[Directions] Every entry should be copied exactly, with nothing added or dropped.

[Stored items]
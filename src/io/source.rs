use std::path::Path;

use image::{ImageReader, RgbaImage};
use tracing::info;

use crate::error::{Error, Result};

/// The decoded source artwork, held as RGBA for the whole run.
#[derive(Debug, Clone)]
pub struct SourceImage {
    pub pixels: RgbaImage,
}

impl SourceImage {
    /// Open and decode `path`.
    ///
    /// A path that does not exist yields [`Error::MissingSource`] before any
    /// decoding is attempted; anything the decoder rejects yields
    /// [`Error::Decode`].
    pub fn open(path: &Path) -> Result<Self> {
        if !path.exists() {
            return Err(Error::MissingSource {
                path: path.to_path_buf(),
            });
        }

        info!("Loading image: {:?}", path);
        let pixels = ImageReader::open(path)?
            .with_guessed_format()?
            .decode()
            .map_err(|source| Error::Decode {
                path: path.to_path_buf(),
                source,
            })?
            .to_rgba8();
        info!("Image loaded: {}x{}", pixels.width(), pixels.height());

        Ok(Self { pixels })
    }

    pub fn dimensions(&self) -> (u32, u32) {
        self.pixels.dimensions()
    }
}

#[cfg(test)]
mod tests {
    use super::*;
    use image::Rgba;

    #[test]
    fn missing_file_is_reported_as_such() {
        let err = SourceImage::open(Path::new("/nonexistent/droidicon/source.jpg")).unwrap_err();
        assert!(matches!(err, Error::MissingSource { .. }));
    }

    #[test]
    fn undecodable_file_is_a_decode_error() {
        let dir = tempfile::tempdir().unwrap();
        let path = dir.path().join("source.jpg");
        std::fs::write(&path, b"definitely not a jpeg").unwrap();

        let err = SourceImage::open(&path).unwrap_err();
        assert!(matches!(err, Error::Decode { .. }), "got {err:?}");
    }

    #[test]
    fn decodes_png_to_rgba() {
        let dir = tempfile::tempdir().unwrap();
        let path = dir.path().join("source.png");
        RgbaImage::from_pixel(30, 20, Rgba([1, 2, 3, 255]))
            .save(&path)
            .unwrap();

        let source = SourceImage::open(&path).unwrap();
        assert_eq!(source.dimensions(), (30, 20));
        assert_eq!(*source.pixels.get_pixel(0, 0), Rgba([1, 2, 3, 255]));
    }
}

[Solution]
filename src/io/source.rs
use std::path::Path;

use image::{ImageReader, RgbaImage};
use tracing::info;

use crate::error::{Error, Result};

/// The decoded source artwork, held as RGBA for the whole run.
#[derive(Debug, Clone)]
pub struct SourceImage {
    pub pixels: RgbaImage,
}

impl SourceImage {
    /// Open and decode `path`.
    ///
    /// A path that does not exist yields [`Error::MissingSource`] before any
    /// decoding is attempted; anything the decoder rejects yields
    /// [`Error::Decode`].
    pub fn open(path: &Path) -> Result<Self> {
        if !path.exists() {
            return Err(Error::MissingSource {
                path: path.to_path_buf(),
            });
        }

        info!("Loading image: {:?}", path);
        let pixels = ImageReader::open(path)?
            .with_guessed_format()?
            .decode()
            .map_err(|source| Error::Decode {
                path: path.to_path_buf(),
                source,
            })?
            .to_rgba8();
        info!("Image loaded: {}x{}", pixels.width(), pixels.height());

        Ok(Self { pixels })
    }

    pub fn dimensions(&self) -> (u32, u32) {
        self.pixels.dimensions()
    }
}

#[cfg(test)]
mod tests {
    use super::*;
    use image::Rgba;

    #[test]
    fn missing_file_is_reported_as_such() {
        let err = SourceImage::open(Path::new("/nonexistent/droidicon/source.jpg")).unwrap_err();
        assert!(matches!(err, Error::MissingSource { .. }));
    }

    #[test]
    fn undecodable_file_is_a_decode_error() {
        let dir = tempfile::tempdir().unwrap();
        let path = dir.path().join("source.jpg");
        std::fs::write(&path, b"definitely not a jpeg").unwrap();

        let err = SourceImage::open(&path).unwrap_err();
        assert!(matches!(err, Error::Decode { .. }), "got {err:?}");
    }

    #[test]
    fn decodes_png_to_rgba() {
        let dir = tempfile::tempdir().unwrap();
        let path = dir.path().join("source.png");
        RgbaImage::from_pixel(30, 20, Rgba([1, 2, 3, 255]))
            .save(&path)
            .unwrap();

        let source = SourceImage::open(&path).unwrap();
        assert_eq!(source.dimensions(), (30, 20));
        assert_eq!(*source.pixels.get_pixel(0, 0), Rgba([1, 2, 3, 255]));
    }
}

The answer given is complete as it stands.